- [Problem to work on]
All lines from the first one in the listing below to the one holding "to the others.", inclusive, are to be copied exactly.

- [Entries shown]

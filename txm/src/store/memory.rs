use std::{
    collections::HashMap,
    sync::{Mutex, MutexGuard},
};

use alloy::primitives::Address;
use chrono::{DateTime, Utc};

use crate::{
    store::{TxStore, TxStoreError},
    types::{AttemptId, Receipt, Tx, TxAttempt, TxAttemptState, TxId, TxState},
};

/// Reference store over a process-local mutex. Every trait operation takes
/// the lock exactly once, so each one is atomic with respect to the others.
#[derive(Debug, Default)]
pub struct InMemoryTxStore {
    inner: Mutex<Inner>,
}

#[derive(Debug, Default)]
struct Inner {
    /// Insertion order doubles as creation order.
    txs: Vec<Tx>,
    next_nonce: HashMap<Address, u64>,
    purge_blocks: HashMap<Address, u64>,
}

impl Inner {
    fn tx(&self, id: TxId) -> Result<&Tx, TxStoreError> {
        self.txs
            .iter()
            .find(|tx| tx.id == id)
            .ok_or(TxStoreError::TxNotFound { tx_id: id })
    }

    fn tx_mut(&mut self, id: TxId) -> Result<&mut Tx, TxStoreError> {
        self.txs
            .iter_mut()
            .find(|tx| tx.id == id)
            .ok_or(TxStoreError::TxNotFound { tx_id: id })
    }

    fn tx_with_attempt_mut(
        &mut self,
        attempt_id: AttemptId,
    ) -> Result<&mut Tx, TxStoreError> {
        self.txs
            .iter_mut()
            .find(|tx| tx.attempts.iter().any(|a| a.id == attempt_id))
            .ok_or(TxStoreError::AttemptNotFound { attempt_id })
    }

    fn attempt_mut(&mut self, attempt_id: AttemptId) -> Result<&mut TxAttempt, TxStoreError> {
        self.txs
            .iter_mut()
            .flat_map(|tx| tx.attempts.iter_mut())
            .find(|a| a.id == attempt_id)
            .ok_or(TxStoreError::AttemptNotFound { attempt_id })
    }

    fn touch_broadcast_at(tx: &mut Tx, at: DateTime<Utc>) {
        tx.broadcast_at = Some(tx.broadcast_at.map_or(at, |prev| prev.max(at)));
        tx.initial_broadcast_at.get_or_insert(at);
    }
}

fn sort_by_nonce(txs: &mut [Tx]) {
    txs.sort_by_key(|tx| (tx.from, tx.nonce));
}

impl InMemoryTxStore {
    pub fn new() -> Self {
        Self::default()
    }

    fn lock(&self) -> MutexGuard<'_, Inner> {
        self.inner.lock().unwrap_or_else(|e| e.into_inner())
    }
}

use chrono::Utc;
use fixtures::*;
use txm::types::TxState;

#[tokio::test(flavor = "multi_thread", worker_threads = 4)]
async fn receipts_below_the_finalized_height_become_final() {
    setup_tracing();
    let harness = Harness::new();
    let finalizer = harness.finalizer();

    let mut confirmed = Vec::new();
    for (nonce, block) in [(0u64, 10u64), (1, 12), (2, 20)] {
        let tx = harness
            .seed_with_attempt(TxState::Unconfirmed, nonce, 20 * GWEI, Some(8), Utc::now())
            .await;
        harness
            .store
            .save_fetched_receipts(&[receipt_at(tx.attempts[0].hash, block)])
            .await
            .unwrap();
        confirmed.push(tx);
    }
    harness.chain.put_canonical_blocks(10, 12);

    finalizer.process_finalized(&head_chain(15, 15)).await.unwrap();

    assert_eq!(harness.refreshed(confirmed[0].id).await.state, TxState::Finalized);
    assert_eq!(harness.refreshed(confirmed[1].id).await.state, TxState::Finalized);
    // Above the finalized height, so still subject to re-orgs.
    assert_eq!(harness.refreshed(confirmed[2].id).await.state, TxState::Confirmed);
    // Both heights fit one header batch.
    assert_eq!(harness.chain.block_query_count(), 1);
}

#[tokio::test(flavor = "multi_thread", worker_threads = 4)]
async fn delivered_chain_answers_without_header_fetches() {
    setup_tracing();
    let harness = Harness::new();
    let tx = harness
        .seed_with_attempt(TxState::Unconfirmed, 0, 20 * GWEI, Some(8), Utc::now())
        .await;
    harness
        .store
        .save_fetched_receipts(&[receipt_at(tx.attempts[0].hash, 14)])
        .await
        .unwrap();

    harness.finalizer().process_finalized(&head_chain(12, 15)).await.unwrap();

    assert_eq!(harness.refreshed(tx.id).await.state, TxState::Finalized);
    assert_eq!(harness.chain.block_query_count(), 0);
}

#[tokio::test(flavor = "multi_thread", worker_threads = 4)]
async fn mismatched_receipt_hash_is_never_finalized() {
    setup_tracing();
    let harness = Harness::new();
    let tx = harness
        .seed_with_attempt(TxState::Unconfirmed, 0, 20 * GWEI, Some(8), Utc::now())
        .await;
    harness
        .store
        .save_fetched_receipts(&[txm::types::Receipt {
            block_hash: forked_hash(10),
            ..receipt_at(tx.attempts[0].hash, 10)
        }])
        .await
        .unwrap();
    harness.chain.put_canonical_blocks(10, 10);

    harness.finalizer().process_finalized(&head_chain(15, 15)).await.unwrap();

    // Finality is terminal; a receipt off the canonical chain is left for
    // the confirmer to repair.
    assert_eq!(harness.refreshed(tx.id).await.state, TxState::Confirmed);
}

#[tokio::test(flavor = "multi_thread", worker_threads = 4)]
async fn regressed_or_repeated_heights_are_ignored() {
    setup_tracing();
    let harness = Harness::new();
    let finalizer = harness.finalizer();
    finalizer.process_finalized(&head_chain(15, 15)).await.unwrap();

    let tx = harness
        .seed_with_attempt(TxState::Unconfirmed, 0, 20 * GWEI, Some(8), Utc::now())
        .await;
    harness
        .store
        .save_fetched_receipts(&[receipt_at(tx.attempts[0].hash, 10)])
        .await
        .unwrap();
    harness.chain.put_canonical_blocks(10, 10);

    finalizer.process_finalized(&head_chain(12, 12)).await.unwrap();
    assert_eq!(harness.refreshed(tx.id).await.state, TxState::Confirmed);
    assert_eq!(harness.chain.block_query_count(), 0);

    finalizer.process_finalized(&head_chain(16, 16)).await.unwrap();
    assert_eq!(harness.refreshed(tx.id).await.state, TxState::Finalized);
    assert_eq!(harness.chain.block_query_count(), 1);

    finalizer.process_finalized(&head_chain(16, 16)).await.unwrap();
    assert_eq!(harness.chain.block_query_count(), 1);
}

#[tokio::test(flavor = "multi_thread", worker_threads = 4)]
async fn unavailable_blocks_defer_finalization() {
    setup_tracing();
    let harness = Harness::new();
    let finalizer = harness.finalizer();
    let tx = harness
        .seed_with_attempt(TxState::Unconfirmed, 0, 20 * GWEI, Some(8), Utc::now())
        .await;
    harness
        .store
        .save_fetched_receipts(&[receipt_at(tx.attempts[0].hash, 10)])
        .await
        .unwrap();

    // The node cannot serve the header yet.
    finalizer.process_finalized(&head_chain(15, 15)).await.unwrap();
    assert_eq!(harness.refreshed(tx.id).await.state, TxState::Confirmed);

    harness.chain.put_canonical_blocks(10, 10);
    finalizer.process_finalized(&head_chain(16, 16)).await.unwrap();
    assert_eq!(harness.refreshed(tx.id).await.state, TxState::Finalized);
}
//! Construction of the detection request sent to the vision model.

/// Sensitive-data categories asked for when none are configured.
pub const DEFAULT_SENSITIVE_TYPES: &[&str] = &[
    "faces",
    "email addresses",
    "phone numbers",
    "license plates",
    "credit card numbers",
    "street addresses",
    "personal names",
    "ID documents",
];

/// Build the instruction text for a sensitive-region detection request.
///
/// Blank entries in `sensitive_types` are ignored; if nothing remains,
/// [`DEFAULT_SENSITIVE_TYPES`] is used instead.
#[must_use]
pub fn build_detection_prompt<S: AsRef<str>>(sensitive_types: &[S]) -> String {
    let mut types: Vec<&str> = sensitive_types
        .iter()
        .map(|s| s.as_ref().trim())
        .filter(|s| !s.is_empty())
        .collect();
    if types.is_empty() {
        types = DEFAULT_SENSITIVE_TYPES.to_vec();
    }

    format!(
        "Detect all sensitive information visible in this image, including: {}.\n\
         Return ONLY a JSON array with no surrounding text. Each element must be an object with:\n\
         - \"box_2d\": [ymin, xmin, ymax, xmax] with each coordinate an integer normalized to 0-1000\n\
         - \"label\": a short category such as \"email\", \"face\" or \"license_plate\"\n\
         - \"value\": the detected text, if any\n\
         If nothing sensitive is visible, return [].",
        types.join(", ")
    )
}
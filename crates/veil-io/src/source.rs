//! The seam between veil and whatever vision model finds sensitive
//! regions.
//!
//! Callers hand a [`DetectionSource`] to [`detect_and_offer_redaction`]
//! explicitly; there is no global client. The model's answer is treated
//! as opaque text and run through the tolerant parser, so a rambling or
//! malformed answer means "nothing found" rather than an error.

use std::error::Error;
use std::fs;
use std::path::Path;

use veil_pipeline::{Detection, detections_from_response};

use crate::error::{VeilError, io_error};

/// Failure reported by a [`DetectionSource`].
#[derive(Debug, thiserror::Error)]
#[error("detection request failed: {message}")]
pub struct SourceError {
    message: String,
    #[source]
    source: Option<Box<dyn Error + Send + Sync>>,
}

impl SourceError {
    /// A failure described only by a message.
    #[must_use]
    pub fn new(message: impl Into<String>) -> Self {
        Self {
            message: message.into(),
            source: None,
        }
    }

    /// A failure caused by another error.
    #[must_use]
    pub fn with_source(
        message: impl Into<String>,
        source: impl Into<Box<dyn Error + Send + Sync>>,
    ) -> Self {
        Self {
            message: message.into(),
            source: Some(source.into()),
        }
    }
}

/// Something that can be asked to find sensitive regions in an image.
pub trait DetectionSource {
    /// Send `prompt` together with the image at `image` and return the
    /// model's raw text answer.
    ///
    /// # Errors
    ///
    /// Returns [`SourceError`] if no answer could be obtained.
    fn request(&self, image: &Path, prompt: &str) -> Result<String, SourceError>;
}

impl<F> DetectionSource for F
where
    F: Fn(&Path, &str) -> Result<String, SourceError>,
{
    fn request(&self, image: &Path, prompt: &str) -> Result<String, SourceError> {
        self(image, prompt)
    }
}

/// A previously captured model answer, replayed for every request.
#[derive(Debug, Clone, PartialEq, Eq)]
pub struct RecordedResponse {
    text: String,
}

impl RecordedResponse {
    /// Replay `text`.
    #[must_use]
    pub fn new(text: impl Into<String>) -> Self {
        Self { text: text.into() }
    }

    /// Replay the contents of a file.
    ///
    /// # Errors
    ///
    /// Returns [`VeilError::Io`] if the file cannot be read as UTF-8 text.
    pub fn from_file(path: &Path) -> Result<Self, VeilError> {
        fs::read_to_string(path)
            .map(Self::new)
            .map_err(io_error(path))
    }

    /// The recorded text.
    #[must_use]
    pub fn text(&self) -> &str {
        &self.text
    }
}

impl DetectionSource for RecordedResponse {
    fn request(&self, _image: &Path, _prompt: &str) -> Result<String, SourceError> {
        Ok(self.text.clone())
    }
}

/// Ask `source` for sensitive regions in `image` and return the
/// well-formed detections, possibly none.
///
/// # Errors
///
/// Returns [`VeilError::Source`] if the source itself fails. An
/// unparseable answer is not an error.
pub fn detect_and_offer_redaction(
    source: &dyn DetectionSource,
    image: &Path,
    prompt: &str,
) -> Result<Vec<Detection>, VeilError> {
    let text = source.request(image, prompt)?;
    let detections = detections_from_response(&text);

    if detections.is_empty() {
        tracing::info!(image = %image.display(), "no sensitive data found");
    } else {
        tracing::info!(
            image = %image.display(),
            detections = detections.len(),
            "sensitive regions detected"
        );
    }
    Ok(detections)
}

- [Answer area]
filename txm/src/store/memory.rs
use std::{
    collections::HashMap,
    sync::{Mutex, MutexGuard},
};

use alloy::primitives::Address;
use chrono::{DateTime, Utc};

use crate::{
    store::{TxStore, TxStoreError},
    types::{AttemptId, Receipt, Tx, TxAttempt, TxAttemptState, TxId, TxState},
};

/// Reference store over a process-local mutex. Every trait operation takes
/// the lock exactly once, so each one is atomic with respect to the others.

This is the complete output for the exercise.